I include myself in that criticism. Like many healthcare leaders, I’ve spent years pursuing ambitious transformations while overlooking a goal that is almost embarrassingly straightforward. If everyone we were responsible for knew the date of their next primary care appointment, we would almost certainly prevent more suffering than many of the sophisticated initiatives that consume far more of our attention.
The objections are predictable.
The first is that there simply aren’t enough primary care appointments.
That’s true—and becoming truer every year. Wait times continue to grow, and the United States faces a significant shortage of primary care physicians over the coming decade. But scarcity is an argument for making the line visible, not for pretending it doesn’t exist. You manage a scarce resource by knowing who is waiting, not by leaving people uncertain whether they’re in line at all.
The second objection is that expanding primary care will simply increase utilization and healthcare spending.
Some utilization may increase. But that misunderstands where the real costs of American healthcare come from. The expensive care isn’t the fifteen-minute office visit. It’s the stroke that could have been prevented, the amputation caused by uncontrolled diabetes, the heart failure hospitalization that followed years without treatment, or the cancer discovered only after symptoms could no longer be ignored.

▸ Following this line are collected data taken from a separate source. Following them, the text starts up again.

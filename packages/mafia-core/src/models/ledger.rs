use std::collections::BTreeMap;

use super::resident::{ResidentId, Vote};

/// Append-only record of every open-vote ballot.
///
/// Each resident owns one column entry per vote attempt, so all histories
/// always have the same length. A dead resident's entry is `None`.
#[derive(Debug, Clone, Default, PartialEq, Eq)]
pub struct VotingLedger {
    histories: BTreeMap<ResidentId, Vec<Option<ResidentId>>>,
    columns: usize,
}

impl VotingLedger {
    pub fn new(ids: impl IntoIterator<Item = ResidentId>) -> Self {
        VotingLedger {
            histories: ids.into_iter().map(|id| (id, Vec::new())).collect(),
            columns: 0,
        }
    }

    /// Appends one column and returns its index.
    ///
    /// Residents missing from `votes` are recorded as `None`; votes from
    /// unknown voters are ignored.
    pub fn record_column(&mut self, votes: &[Vote]) -> usize {
        let cast: BTreeMap<ResidentId, Option<ResidentId>> =
            votes.iter().map(|v| (v.voter, v.target)).collect();

        for (id, history) in self.histories.iter_mut() {
            history.push(cast.get(id).copied().flatten());
        }
        self.columns += 1;
        self.columns - 1
    }

    pub fn column(&self, index: usize) -> Option<Vec<(ResidentId, Option<ResidentId>)>> {
        if index >= self.columns {
            return None;
        }
        Some(
            self.histories
                .iter()
                .map(|(id, history)| (*id, history[index]))
                .collect(),
        )
    }

    /// Counts votes per target in column `index`, ignoring abstentions.
    pub fn tally(&self, index: usize) -> BTreeMap<ResidentId, usize> {
        let mut counts = BTreeMap::new();
        for target in self
            .histories
            .values()
            .filter_map(|history| history.get(index).copied().flatten())
        {
            *counts.entry(target).or_insert(0) += 1;
        }
        counts
    }

    pub fn history(&self, id: ResidentId) -> Option<&[Option<ResidentId>]> {
        self.histories.get(&id).map(Vec::as_slice)
    }

    pub fn columns(&self) -> usize {
        self.columns
    }

    pub fn is_empty(&self) -> bool {
        self.columns == 0
    }

    pub fn snapshot(&self) -> BTreeMap<ResidentId, Vec<Option<ResidentId>>> {
        self.histories.clone()
    }
}

/// Returns the target holding a strict majority of `alive` residents.
///
/// The winning count must exceed `alive / 2`. When several targets share the
/// highest count the lowest ID is taken.
pub fn majority(tally: &BTreeMap<ResidentId, usize>, alive: usize) -> Option<ResidentId> {
    let (&target, &count) = tally
        .iter()
        .fold(None, |best: Option<(&ResidentId, &usize)>, entry| match best {
            Some(b) if b.1 >= entry.1 => Some(b),
            _ => Some(entry),
        })?;

    (count > alive / 2).then_some(target)
}

#[cfg(test)]
mod tests {
    use super::*;

    fn vote(voter: ResidentId, target: Option<ResidentId>) -> Vote {
        Vote { voter, target }
    }

    #[test]
    fn new_ledger_has_empty_histories() {
        let ledger = VotingLedger::new(1..=3);
        assert!(ledger.is_empty());
        assert_eq!(ledger.history(2), Some(&[][..]));
        assert_eq!(ledger.history(4), None);
    }

    #[test]
    fn record_column_fills_missing_voters_with_none() {
        let mut ledger = VotingLedger::new(1..=3);
        let index = ledger.record_column(&[vote(1, Some(2)), vote(2, Some(1))]);

        assert_eq!(index, 0);
        assert_eq!(
            ledger.column(0).unwrap(),
            vec![(1, Some(2)), (2, Some(1)), (3, None)]
        );
        assert_eq!(ledger.column(1), None);
    }

    #[test]
    fn tally_ignores_abstentions() {
        let mut ledger = VotingLedger::new(1..=4);
        ledger.record_column(&[vote(1, Some(3)), vote(2, Some(3)), vote(3, None), vote(4, Some(1))]);
        ledger.record_column(&[vote(1, Some(4)), vote(2, None), vote(3, None), vote(4, Some(1))]);

        assert_eq!(ledger.tally(0), BTreeMap::from([(3, 2), (1, 1)]));
        assert_eq!(ledger.tally(1), BTreeMap::from([(4, 1), (1, 1)]));
        assert_eq!(ledger.history(2).unwrap(), &[Some(3), None]);
    }

    #[test]
    fn majority_with_three_alive() {
        let tally = BTreeMap::from([(7, 2), (9, 1)]);
        assert_eq!(majority(&tally, 3), Some(7));
    }

    #[test]
    fn even_split_with_four_alive_has_no_majority() {
        let tally = BTreeMap::from([(7, 2), (9, 2)]);
        assert_eq!(majority(&tally, 4), None);
    }

    #[test]
    fn tie_goes_to_lowest_id() {
        let tally = BTreeMap::from([(9, 3), (4, 3), (6, 1)]);
        assert_eq!(majority(&tally, 5), Some(4));
    }

    #[test]
    fn empty_tally_has_no_majority() {
        assert_eq!(majority(&BTreeMap::new(), 0), None);
    }
}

You don’t save money by keeping people away from primary care. You simply postpone the bill, allow it to grow, and eventually pay it in an emergency department or an intensive care unit.
The third objection is that the people without appointments are the hardest to reach.
That isn’t the weakness in the proposal. It’s the reason for it.
A poorly designed initiative would simply schedule the easiest patients and widen existing disparities. A universal goal does the opposite. It makes the missing people visible. Today they disappear inside averages, attribution models, and performance reports. Once every American is expected to know the date of their next primary care appointment, the people who don’t become impossible to ignore.
You cannot solve a disparity you refuse to count.
And finally comes the deepest question: whose responsibility is this?
In American healthcare, the patient belongs to everyone and therefore to no one.
Health plans assume delivery systems own the relationship. Delivery systems assume insurers should coordinate it. Employers assume both are handling it. Government assumes the market will solve the problem. Everyone has a reasonable explanation for why someone else should go first.
That diffusion of responsibility is precisely how millions of Americans end up without a front door to healthcare.
This is not fundamentally a technology problem. It is not a data problem, either. The information already exists, scattered across organizations that rarely act as though they share responsibility for the same human being.
What we’re missing is something much simpler: the collective decision that a country where every American knows the date of their next primary care appointment is a country worth building.
Because if we cannot accomplish something that basic, no payment reform, quality framework, digital platform, or artificial intelligence tool will solve the deeper problem. They will simply help us measure our failure with greater precision.
Progress in healthcare isn’t always found in making the system more sophisticated.
Sometimes it begins by making one simple promise: that no one becomes invisible.